Le PIB est critiqué car il ne serait pas le bon thermomètre pour mesurer l’état économique d’un pays. Quels sont les indicateurs qui restent absents de l'analyse de la plupart des "experts" ?
Le PIB doit être complété par des indicateurs démographiques et de développement humain comme l’espérance de vie, la mortalité infantile, le taux de suicide ou le taux d’incarcération. Ce sont d’importants indicateurs de la santé d’un pays et de ses perspectives futures. L’inflation, elle aussi, exclut beaucoup de choses comme les actions et l’immobilier, qui ne sont pas considérés comme de la consommation. L’indice en France donne un poids assez faible au carburant (4%) et au loyer (6%). Or, cet indice est une moyenne qui ne reflète pas la situation du plus grand nombre.
En effet, plus les inégalités se creusent, moins l’inflation reflète la situation des plus modestes : l’impact des loyers sur leur budget atteint souvent 25% et dépasse ce que calcule l’indice officiel, tout comme l’impact de la flambée des prix de l’essence.
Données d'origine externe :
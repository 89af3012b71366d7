//! Strongly-typed identifiers for lifecycle entities
//!
//! Every persisted record is keyed by a UUID newtype so that an application id
//! can never be passed where a policy id is expected. Human-readable numbers
//! (`HLT-20250101-0001`, `HCL-2025-001`, ...) are separate values produced by
//! the [`sequence`](crate::sequence) module.

use serde::{Deserialize, Serialize};
use std::fmt;
use std::str::FromStr;
use uuid::Uuid;

macro_rules! define_id {
    ($name:ident, $prefix:literal) => {
        #[derive(Debug, Clone, Copy, PartialEq, Eq, Hash, PartialOrd, Ord, Serialize, Deserialize)]
        #[serde(transparent)]
        pub struct $name(Uuid);

        impl $name {
            /// Creates a new random identifier
            pub fn new() -> Self {
                Self(Uuid::new_v4())
            }

            /// Creates a new time-ordered identifier (v7)
            pub fn new_v7() -> Self {
                Self(Uuid::now_v7())
            }

            pub fn from_uuid(uuid: Uuid) -> Self {
                Self(uuid)
            }

            pub fn as_uuid(&self) -> &Uuid {
                &self.0
            }

            /// Returns the identifier prefix for display
            pub fn prefix() -> &'static str {
                $prefix
            }
        }

        impl Default for $name {
            fn default() -> Self {
                Self::new()
            }
        }

        impl fmt::Display for $name {
            fn fmt(&self, f: &mut fmt::Formatter<'_>) -> fmt::Result {
                write!(f, "{}-{}", $prefix, self.0)
            }
        }

        impl FromStr for $name {
            type Err = uuid::Error;

            fn from_str(s: &str) -> Result<Self, Self::Err> {
                let uuid_str = s.strip_prefix(concat!($prefix, "-")).unwrap_or(s);
                Ok(Self(Uuid::parse_str(uuid_str)?))
            }
        }

        impl From<Uuid> for $name {
            fn from(uuid: Uuid) -> Self {
                Self(uuid)
            }
        }

        impl From<$name> for Uuid {
            fn from(id: $name) -> Uuid {
                id.0
            }
        }
    };
}

define_id!(UserId, "USR");
define_id!(ApplicationId, "APP");
define_id!(PlanId, "PLN");
define_id!(PolicyId, "POL");
define_id!(ClaimId, "CLM");
define_id!(PaymentId, "PAY");
define_id!(ReportId, "RPT");

#[cfg(test)]
mod tests {
    use super::*;

    #[test]
    fn test_policy_id_display() {
        let id = PolicyId::new();
        assert!(id.to_string().starts_with("POL-"));
    }

    #[test]
    fn test_id_parsing_with_and_without_prefix() {
        let original = ClaimId::new_v7();
        let parsed: ClaimId = original.to_string().parse().unwrap();
        assert_eq!(original, parsed);

        let bare: ClaimId = original.as_uuid().to_string().parse().unwrap();
        assert_eq!(original, bare);
    }

    #[test]
    fn test_serializes_as_bare_uuid() {
        let id = UserId::new();
        let json = serde_json::to_string(&id).unwrap();
        assert_eq!(json, format!("\"{}\"", id.as_uuid()));
    }
}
Une moyenne nationale tient en effet aussi compte des hauts revenus, qui s’écartent de plus en plus vers le haut, et dont le pouvoir d’achat est de moins en moins affecté par les éléments dont le prix augmente. Le chômage, aussi, exclut tout un halo d’inactifs, de précaires et de sous-employés. Si on les incluait, on aurait un chômage à 25% en France.
Quel seraient les moyens ou les méthodes pour améliorer les choses et quels acteurs devraient être mobilisés pour cela ?
Les citoyens en général pourraient se mobiliser pour réclamer plus d’intégrité et de représentativité des chiffres. Demander que des indices comme l’inflation et le chômage n’excluent pas des facteurs aggravants mais les incluent pour prendre la véritable et honnête mesure de nos économies. C’est une question hautement démocratique : les chiffres doivent renseigner le citoyen, conserver leur utilité sociale et non pas devenir des instruments de marketing.
Vers quelles ONG peut-on d’ores et déjà se tourner pour avoir des informations fiables ?
Il faut suivre les travaux, sur les lobbies à Bruxelles, de Corporate Europe Observatory. Mais également Tax Justice Network sur les paradis fiscaux anglo-saxons qui captent la part du lion de l’évasion fiscale. Et on trouve par ailleurs des informations essentielles grâce à Reclaim, Oxfam, Greenpeace, US Right To Know, Judicial Watch, Ecowatch, Transparency International, Amnesty International et Public Eye, ou des médias indépendants spécialisés dans l'analyse des données.
Propos recueillis par Laurent Ottavi.